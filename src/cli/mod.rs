//! Command-line interface for artup.
//!
//! # Available Commands
//!
//! - `upgrade` - replace an artifact with the newest download, rolling back on failure
//! - `rollback` - restore an artifact from the backup left by a failed update
//! - `check` - ask a version-check endpoint whether a program is current
//!
//! # Global Options
//!
//! - `--verbose` - enable debug logging
//! - `--quiet` - only log errors
//! - `--config` - path to a custom config file
//!
//! `RUST_LOG`, when set, takes precedence over both verbosity flags.
//!
//! # Example
//!
//! ```bash
//! artup --verbose upgrade thing
//! artup check thing --json
//! artup rollback --artifact ~/plugins/thing.jar
//! ```

mod check;
mod rollback;
mod upgrade;

use crate::config::GlobalConfig;
use anyhow::Result;
use clap::{Parser, Subcommand};
use std::path::PathBuf;
use tracing_subscriber::EnvFilter;

pub use check::CheckCommand;
pub use rollback::RollbackCommand;
pub use upgrade::UpgradeCommand;

/// Runtime configuration derived from the global flags.
///
/// Kept separate from [`Cli`] so tests can drive commands without touching
/// process-wide state.
#[derive(Debug, Clone, Default, PartialEq, Eq)]
pub struct CliConfig {
    /// Log filter used when `RUST_LOG` is unset.
    pub log_level: String,

    /// Explicit configuration file, overriding the default location.
    pub config_path: Option<PathBuf>,
}

impl CliConfig {
    /// Install the global tracing subscriber, writing to stderr.
    pub fn init_logging(&self) {
        let filter =
            EnvFilter::try_from_default_env().unwrap_or_else(|_| EnvFilter::new(&self.log_level));

        let _ = tracing_subscriber::fmt()
            .with_env_filter(filter)
            .with_writer(std::io::stderr)
            .with_target(false)
            .try_init();
    }
}

/// Self-update artifacts and check programs for new releases.
#[derive(Parser, Debug)]
#[command(
    name = "artup",
    about = "Self-update deployed artifacts and check release channels for new versions",
    version,
    author
)]
pub struct Cli {
    #[command(subcommand)]
    command: Commands,

    /// Enable debug output.
    #[arg(short, long, global = true, conflicts_with = "quiet")]
    verbose: bool,

    /// Only print errors.
    #[arg(short, long, global = true)]
    quiet: bool,

    /// Path to a custom configuration file (default: ~/.artup/config.toml).
    #[arg(short, long, global = true, value_name = "PATH")]
    config: Option<PathBuf>,
}

#[derive(Subcommand, Debug)]
enum Commands {
    /// Replace an artifact with the newest download
    Upgrade(UpgradeCommand),

    /// Restore an artifact from its backup
    Rollback(RollbackCommand),

    /// Check whether a program is on its newest release
    Check(CheckCommand),
}

impl Cli {
    /// Parse-independent entry point used by `main`.
    pub async fn execute(self) -> Result<()> {
        let config = self.build_config();
        config.init_logging();
        self.execute_with_config(config).await
    }

    /// Translate the global flags into a [`CliConfig`].
    #[must_use]
    pub fn build_config(&self) -> CliConfig {
        let log_level = if self.verbose {
            "debug"
        } else if self.quiet {
            "error"
        } else {
            "warn"
        };

        CliConfig {
            log_level: log_level.to_string(),
            config_path: self.config.clone(),
        }
    }

    /// Run the selected command with an explicit configuration.
    pub async fn execute_with_config(self, config: CliConfig) -> Result<()> {
        let global = GlobalConfig::load_with_optional(config.config_path).await?;

        match self.command {
            Commands::Upgrade(cmd) => cmd.execute(&global).await,
            Commands::Rollback(cmd) => cmd.execute(&global).await,
            Commands::Check(cmd) => cmd.execute(&global).await,
        }
    }
}
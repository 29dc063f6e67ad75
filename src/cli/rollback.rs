use crate::config::GlobalConfig;
use crate::upgrade::backup::BackupManager;
use anyhow::{Context, Result};
use clap::Args;
use colored::Colorize;
use std::path::PathBuf;

/// Put an artifact's backup back in place.
///
/// This is the manual recovery path after an update whose download and
/// automatic restore both failed. The backup is removed once restored.
#[derive(Args, Debug)]
pub struct RollbackCommand {
    /// Name of an artifact in the configuration file.
    #[arg(value_name = "NAME", required_unless_present = "artifact", conflicts_with = "artifact")]
    target: Option<String>,

    /// Path of the artifact to restore.
    #[arg(long, value_name = "PATH")]
    artifact: Option<PathBuf>,

    /// Logical name the backup was created under.
    #[arg(long, value_name = "NAME")]
    name: Option<String>,
}

impl RollbackCommand {
    pub(crate) fn backup_manager(&self, config: &GlobalConfig) -> Result<BackupManager> {
        let (path, name) = match (&self.target, &self.artifact) {
            (Some(key), _) => {
                let entry = config.artifact(key)?;
                (entry.expanded_path()?, Some(entry.name.clone().unwrap_or_else(|| key.clone())))
            }
            (None, Some(path)) => (path.clone(), None),
            (None, None) => anyhow::bail!("Specify an artifact name or --artifact"),
        };

        Ok(match self.name.as_deref().or(name.as_deref()) {
            Some(name) => BackupManager::with_name(path, name),
            None => BackupManager::new(path),
        })
    }

    pub async fn execute(self, config: &GlobalConfig) -> Result<()> {
        let manager = self.backup_manager(config)?;

        println!(
            "{}",
            format!(
                "Restoring {} from {}...",
                manager.artifact_path().display(),
                manager.backup_path().display()
            )
            .yellow()
        );

        manager.restore_backup().await.context("Failed to roll back")?;
        manager.cleanup_backup().await.context("Restored, but failed to remove the backup")?;

        println!("{}", "Successfully restored from backup".green());
        Ok(())
    }
}
//! Configuration management for artup
//!
//! artup reads a single user-wide TOML file. See [`global`] for its location
//! and format.

pub mod global;

pub use global::{ArtifactEntry, GlobalConfig, ProgramEntry};
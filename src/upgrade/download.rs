use crate::core::FetchError;
use crate::upgrade::http::{Timeouts, UserAgent, build_client, parse_url};
use std::path::Path;
use tokio::fs::File;
use tokio::io::AsyncWriteExt;
use tracing::{debug, info};

/// Downloads an artifact over HTTP onto a destination path.
///
/// The destination is only opened once the server has answered with a
/// success status, so a refused or failed request never truncates the file
/// that is already there. Once streaming has started, a failure leaves a
/// partial file behind and it is up to the caller to restore it.
#[derive(Debug, Clone)]
pub struct ArtifactFetcher {
    client: reqwest::Client,
}

impl ArtifactFetcher {
    pub fn new(user_agent: &UserAgent, timeouts: Timeouts) -> Result<Self, FetchError> {
        Ok(Self {
            client: build_client(user_agent, timeouts)?,
        })
    }

    /// Stream `url` into `dest`, returning the number of bytes written.
    pub async fn fetch(&self, url: &str, dest: &Path) -> Result<u64, FetchError> {
        let parsed = parse_url(url)?;
        let request_error = |source| FetchError::Request {
            url: url.to_string(),
            source,
        };

        debug!("GET {}", parsed);
        let mut response = self.client.get(parsed).send().await.map_err(request_error)?;

        let status = response.status();
        if !status.is_success() {
            return Err(FetchError::Status {
                url: url.to_string(),
                status: status.as_u16(),
            });
        }

        let io_error = |source| FetchError::Io {
            path: dest.to_path_buf(),
            source,
        };

        let mut file = File::create(dest).await.map_err(io_error)?;
        let mut written = 0u64;
        let streamed = async {
            while let Some(chunk) = response.chunk().await.map_err(request_error)? {
                file.write_all(&chunk).await.map_err(io_error)?;
                written += chunk.len() as u64;
            }
            Ok::<(), FetchError>(())
        }
        .await;

        if let Err(e) = streamed {
            if let Err(flush_error) = file.flush().await {
                debug!("Ignoring flush failure on {:?}: {}", dest, flush_error);
            }
            return Err(e);
        }

        file.flush().await.map_err(io_error)?;
        file.sync_all().await.map_err(io_error)?;

        info!("Downloaded {} bytes from {} to {:?}", written, url, dest);
        Ok(written)
    }
}
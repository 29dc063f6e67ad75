use crate::core::FetchError;
use crate::upgrade::http::{Timeouts, UserAgent, build_client, parse_url};
use reqwest::header::CONTENT_TYPE;
use tracing::debug;

/// Talks to a version-check endpoint.
///
/// Each call is one form-encoded `POST` carrying `program=<name>`. The
/// response body is returned with line breaks stripped, so a report spread
/// over several lines reads as one. Throttling is the owner's job.
#[derive(Debug, Clone)]
pub struct RemoteVersionClient {
    client: reqwest::Client,
    check_url: String,
}

impl RemoteVersionClient {
    pub fn new(
        check_url: impl Into<String>,
        user_agent: &UserAgent,
        timeouts: Timeouts,
    ) -> Result<Self, FetchError> {
        Ok(Self {
            client: build_client(user_agent, timeouts)?,
            check_url: check_url.into(),
        })
    }

    pub fn check_url(&self) -> &str {
        &self.check_url
    }

    /// Ask the endpoint for the channel report of `program`.
    ///
    /// # Errors
    ///
    /// Transport failures, timeouts and non-success statuses are all
    /// returned as [`FetchError`].
    pub async fn fetch_report(&self, program: &str) -> Result<String, FetchError> {
        let url = parse_url(&self.check_url)?;
        let request_error = |source| FetchError::Request {
            url: self.check_url.clone(),
            source,
        };

        debug!("POST {} for program '{}'", url, program);
        let response = self
            .client
            .post(url)
            .header(CONTENT_TYPE, "application/x-www-form-urlencoded")
            .body(format!("program={program}"))
            .send()
            .await
            .map_err(request_error)?;

        let status = response.status();
        if !status.is_success() {
            return Err(FetchError::Status {
                url: self.check_url.clone(),
                status: status.as_u16(),
            });
        }

        let body = response.text().await.map_err(request_error)?;
        Ok(body.lines().collect())
    }
}
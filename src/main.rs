//! artup CLI entry point
//!
//! Parses the command line, runs the selected command and turns any failure
//! into a user-friendly message with exit status 1.
//!
//! - `upgrade` - replace an artifact with the newest download
//! - `rollback` - restore an artifact from its backup
//! - `check` - check a program's release channels for updates

use anyhow::Result;
use artup_cli::cli;
use artup_cli::core::user_friendly_error;
use clap::Parser;

#[tokio::main]
async fn main() -> Result<()> {
    let cli = cli::Cli::parse();

    // Set up colored output for Windows
    #[cfg(windows)]
    colored::control::set_virtual_terminal(true).ok();

    match cli.execute().await {
        Ok(()) => Ok(()),
        Err(e) => {
            let error_ctx = user_friendly_error(e);
            error_ctx.display();
            std::process::exit(1);
        }
    }
}
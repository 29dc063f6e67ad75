//! Core types shared by every part of artup.
//!
//! This module holds the error vocabulary of the crate: the typed failures of
//! the update protocol and of version checking, plus the [`ErrorContext`]
//! used by the CLI to present them.

pub mod error;

pub use error::{
    BackupError, ErrorContext, FetchError, IntegrityError, UpdateError, UpdateErrorKind,
    VersionCheckError, user_friendly_error,
};
//! Global configuration for artup.
//!
//! The configuration file holds the `[upgrade]` settings plus named
//! artifacts and programs, so that `artup upgrade <name>` and
//! `artup check <name>` do not need every detail on the command line.
//!
//! # Location
//!
//! - `$ARTUP_CONFIG_PATH` when set
//! - **Unix/macOS**: `~/.artup/config.toml`
//! - **Windows**: `%LOCALAPPDATA%\artup\config.toml`
//!
//! A missing file is not an error; every setting has a default.
//!
//! # File Format
//!
//! ```toml
//! [upgrade]
//! check_interval = 600
//!
//! [artifacts.thing]
//! path = "~/server/plugins/thing.jar"
//! url = "https://example.org/downloads/thing.jar"
//!
//! [programs.thing]
//! version = "1.0"
//! build = "5"
//! channel = "stable"
//! check_url = "https://example.org/check"
//! ```

use crate::constants::CONFIG_PATH_ENV;
use crate::upgrade::config::UpgradeConfig;
use crate::version::Channel;
use anyhow::{Context, Result};
use serde::{Deserialize, Serialize};
use std::collections::HashMap;
use std::path::{Path, PathBuf};
use tokio::fs;

/// An artifact that `artup upgrade` can update by name.
#[derive(Debug, Clone, PartialEq, Eq, Serialize, Deserialize)]
pub struct ArtifactEntry {
    /// Artifact location; `~` and environment variables are expanded.
    pub path: String,

    /// Download URL of the newest artifact.
    pub url: String,

    /// Logical name used for the backup file; defaults to the table key.
    #[serde(default, skip_serializing_if = "Option::is_none")]
    pub name: Option<String>,

    /// Known-good digest of the installed artifact. When set it replaces
    /// the archive walk as the integrity check.
    #[serde(default, skip_serializing_if = "Option::is_none")]
    pub sha256: Option<String>,
}

impl ArtifactEntry {
    /// The artifact path with `~` and `$VARS` expanded.
    pub fn expanded_path(&self) -> Result<PathBuf> {
        let expanded = shellexpand::full(&self.path)
            .with_context(|| format!("Failed to expand artifact path '{}'", self.path))?;
        Ok(PathBuf::from(expanded.as_ref()))
    }
}

/// A program that `artup check` can query by name.
#[derive(Debug, Clone, PartialEq, Eq, Serialize, Deserialize)]
pub struct ProgramEntry {
    pub version: String,
    pub build: String,

    #[serde(default = "default_channel")]
    pub channel: String,

    pub check_url: String,
}

fn default_channel() -> String {
    "stable".to_string()
}

impl ProgramEntry {
    pub fn channel(&self) -> Result<Channel> {
        self.channel
            .parse::<Channel>()
            .with_context(|| format!("Invalid channel in program entry: '{}'", self.channel))
    }
}

/// Contents of the global configuration file.
#[derive(Debug, Clone, Default, PartialEq, Serialize, Deserialize)]
pub struct GlobalConfig {
    #[serde(default)]
    pub upgrade: UpgradeConfig,

    #[serde(default, skip_serializing_if = "HashMap::is_empty")]
    pub artifacts: HashMap<String, ArtifactEntry>,

    #[serde(default, skip_serializing_if = "HashMap::is_empty")]
    pub programs: HashMap<String, ProgramEntry>,
}

impl GlobalConfig {
    /// Load from the default location, falling back to defaults when absent.
    pub async fn load() -> Result<Self> {
        Self::load_with_optional(None).await
    }

    /// Load from `path` when given, otherwise from the default location.
    ///
    /// # Errors
    ///
    /// Returns an error if the file exists but cannot be read or parsed.
    pub async fn load_with_optional(path: Option<PathBuf>) -> Result<Self> {
        let path = match path {
            Some(path) => path,
            None => Self::default_path()?,
        };
        if path.exists() {
            Self::load_from(&path).await
        } else {
            Ok(Self::default())
        }
    }

    pub async fn load_from(path: &Path) -> Result<Self> {
        let content = fs::read_to_string(path)
            .await
            .with_context(|| format!("Failed to read global config from {}", path.display()))?;

        toml::from_str(&content)
            .with_context(|| format!("Failed to parse global config from {}", path.display()))
    }

    /// Default configuration file path, honouring `$ARTUP_CONFIG_PATH`.
    pub fn default_path() -> Result<PathBuf> {
        if let Some(path) = std::env::var_os(CONFIG_PATH_ENV).filter(|path| !path.is_empty()) {
            return Ok(PathBuf::from(path));
        }

        let config_dir = if cfg!(target_os = "windows") {
            dirs::data_local_dir()
                .ok_or_else(|| anyhow::anyhow!("Unable to determine local data directory"))?
                .join("artup")
        } else {
            dirs::home_dir()
                .ok_or_else(|| anyhow::anyhow!("Unable to determine home directory"))?
                .join(".artup")
        };

        Ok(config_dir.join("config.toml"))
    }

    /// Look up a named artifact.
    pub fn artifact(&self, name: &str) -> Result<&ArtifactEntry> {
        self.artifacts.get(name).ok_or_else(|| {
            anyhow::anyhow!(
                "No artifact named '{name}' in the configuration (known: {})",
                known_names(self.artifacts.keys())
            )
        })
    }

    /// Look up a named program.
    pub fn program(&self, name: &str) -> Result<&ProgramEntry> {
        self.programs.get(name).ok_or_else(|| {
            anyhow::anyhow!(
                "No program named '{name}' in the configuration (known: {})",
                known_names(self.programs.keys())
            )
        })
    }
}

fn known_names<'a>(names: impl Iterator<Item = &'a String>) -> String {
    let mut names: Vec<&str> = names.map(String::as_str).collect();
    if names.is_empty() {
        return "none".to_string();
    }
    names.sort_unstable();
    names.join(", ")
}
//! Mobile sidebar overlay.
//!
//! On narrow viewports the sidebar slides over the content instead of sitting
//! beside it. The overlay couples three things that must never disagree: the
//! open flag, the backdrop behind the sidebar, and the menu button glyph.

use crate::debounce::Debouncer;

/// Trailing debounce applied to viewport resizes before the overlay reacts.
pub const OVERLAY_RESIZE_DELAY_MS: u64 = 250;

#[derive(Clone, Copy, Debug, PartialEq, Eq)]
/// Glyph on the menu button.
pub enum MenuIcon {
    /// Overlay closed; click to open.
    Bars,
    /// Overlay open; click to close.
    Times,
}

impl MenuIcon {
    #[must_use]
    /// Terminal glyph for the icon.
    pub fn glyph(self) -> &'static str {
        match self {
            Self::Bars => "☰",
            Self::Times => "✕",
        }
    }
}

#[derive(Clone, Debug)]
/// Open state of the mobile sidebar together with its backdrop and icon.
pub struct MobileOverlay {
    open: bool,
    backdrop_visible: bool,
    icon: MenuIcon,
    resize: Debouncer<bool>,
}

impl Default for MobileOverlay {
    fn default() -> Self {
        Self::new(OVERLAY_RESIZE_DELAY_MS)
    }
}

impl MobileOverlay {
    #[must_use]
    /// Creates a closed overlay reacting to resizes after `resize_delay_ms`.
    pub fn new(resize_delay_ms: u64) -> Self {
        Self {
            open: false,
            backdrop_visible: false,
            icon: MenuIcon::Bars,
            resize: Debouncer::new(resize_delay_ms),
        }
    }

    fn apply(&mut self, open: bool) {
        if self.open != open {
            tracing::debug!(open, "mobile overlay");
        }
        self.open = open;
        self.backdrop_visible = open;
        self.icon = if open { MenuIcon::Times } else { MenuIcon::Bars };
    }

    #[must_use]
    /// Whether the sidebar overlay is shown.
    pub fn is_open(&self) -> bool {
        self.open
    }

    #[must_use]
    /// Whether the backdrop covers the content.
    pub fn backdrop_visible(&self) -> bool {
        self.backdrop_visible
    }

    #[must_use]
    /// Current menu button glyph.
    pub fn icon(&self) -> MenuIcon {
        self.icon
    }

    /// Shows the overlay.
    pub fn open(&mut self) {
        self.apply(true);
    }

    /// Hides the overlay.
    pub fn close(&mut self) {
        self.apply(false);
    }

    /// Flips the overlay; returns whether it is now open.
    pub fn toggle(&mut self) -> bool {
        self.apply(!self.open);
        self.open
    }

    /// Handles a click on the backdrop; returns whether the overlay closed.
    pub fn backdrop_click(&mut self) -> bool {
        let was_open = self.open;
        self.close();
        was_open
    }

    /// Handles navigation through a sidebar link.
    pub fn navigate(&mut self) -> bool {
        self.backdrop_click()
    }

    /// Handles `Esc`; only closes on mobile viewports.
    pub fn escape(&mut self, is_mobile: bool) -> bool {
        is_mobile && self.backdrop_click()
    }

    /// Records a viewport resize; the overlay reacts once resizing settles.
    pub fn schedule_resize(&mut self, is_mobile: bool, now_ms: u64) {
        self.resize.schedule(is_mobile, now_ms);
    }

    /// Applies a settled resize. Returns whether the overlay was force
    /// closed because the viewport left the mobile range.
    pub fn tick(&mut self, now_ms: u64) -> bool {
        match self.resize.take_ready(now_ms) {
            Some(is_mobile) => self.apply_resize(is_mobile),
            None => false,
        }
    }

    /// Reacts to the viewport size immediately.
    pub fn apply_resize(&mut self, is_mobile: bool) -> bool {
        if !is_mobile && self.open {
            self.close();
            return true;
        }
        false
    }

    #[must_use]
    /// When the pending resize settles.
    pub fn deadline(&self) -> Option<u64> {
        self.resize.deadline()
    }
}
//! Format trait and implementations for different document types.
//!
//! A format supplies the tree-sitter grammar for its documents and a query
//! whose captures name the page's building blocks. Captures are matched in
//! document order and interpreted by the input layer:
//!
//! - `@heading` starts a new section,
//! - `@paragraph` is prose (its ancestors decide list item or quote),
//! - `@code` is verbatim code.

pub mod markdown;

/// Grammar and block query for one document format.
pub trait Format {
    /// File suffixes this format claims when scanning directories.
    fn file_extension(&self) -> &'static str;
    /// Grammar used to parse documents of this format.
    fn language(&self) -> tree_sitter::Language;
    /// Query capturing headings, paragraphs and code blocks.
    fn block_query(&self) -> &str;
    /// Heading level for a captured heading node, if it is one.
    fn heading_level(&self, node: &tree_sitter::Node) -> Option<usize>;
}
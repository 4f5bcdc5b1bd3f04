//! Markdown format implementation using tree-sitter-md.
//!
//! Only ATX-style headings (`#` syntax) open sections; setext headings are
//! treated as ordinary paragraphs.

use crate::formats::Format;

/// Tree-sitter queries for markdown block structure.
pub struct MarkdownFormat;

impl Format for MarkdownFormat {
    fn file_extension(&self) -> &'static str {
        "md"
    }

    fn language(&self) -> tree_sitter::Language {
        tree_sitter_md::LANGUAGE.into()
    }

    fn block_query(&self) -> &'static str {
        "(atx_heading) @heading
         (paragraph) @paragraph
         (fenced_code_block) @code
         (indented_code_block) @code"
    }

    fn heading_level(&self, node: &tree_sitter::Node) -> Option<usize> {
        let marker = node.child(0)?;
        marker
            .kind()
            .strip_prefix("atx_h")?
            .strip_suffix("_marker")?
            .parse()
            .ok()
    }
}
□ □ □ □ □ □ □
- [DIRECTIONS]
Filter the records for lines containing the word "whose" and copy each one.

- [OUTPUT]
/// This is the manual recovery path after an update whose download and
//! whose captures name the page's building blocks. Captures are matched in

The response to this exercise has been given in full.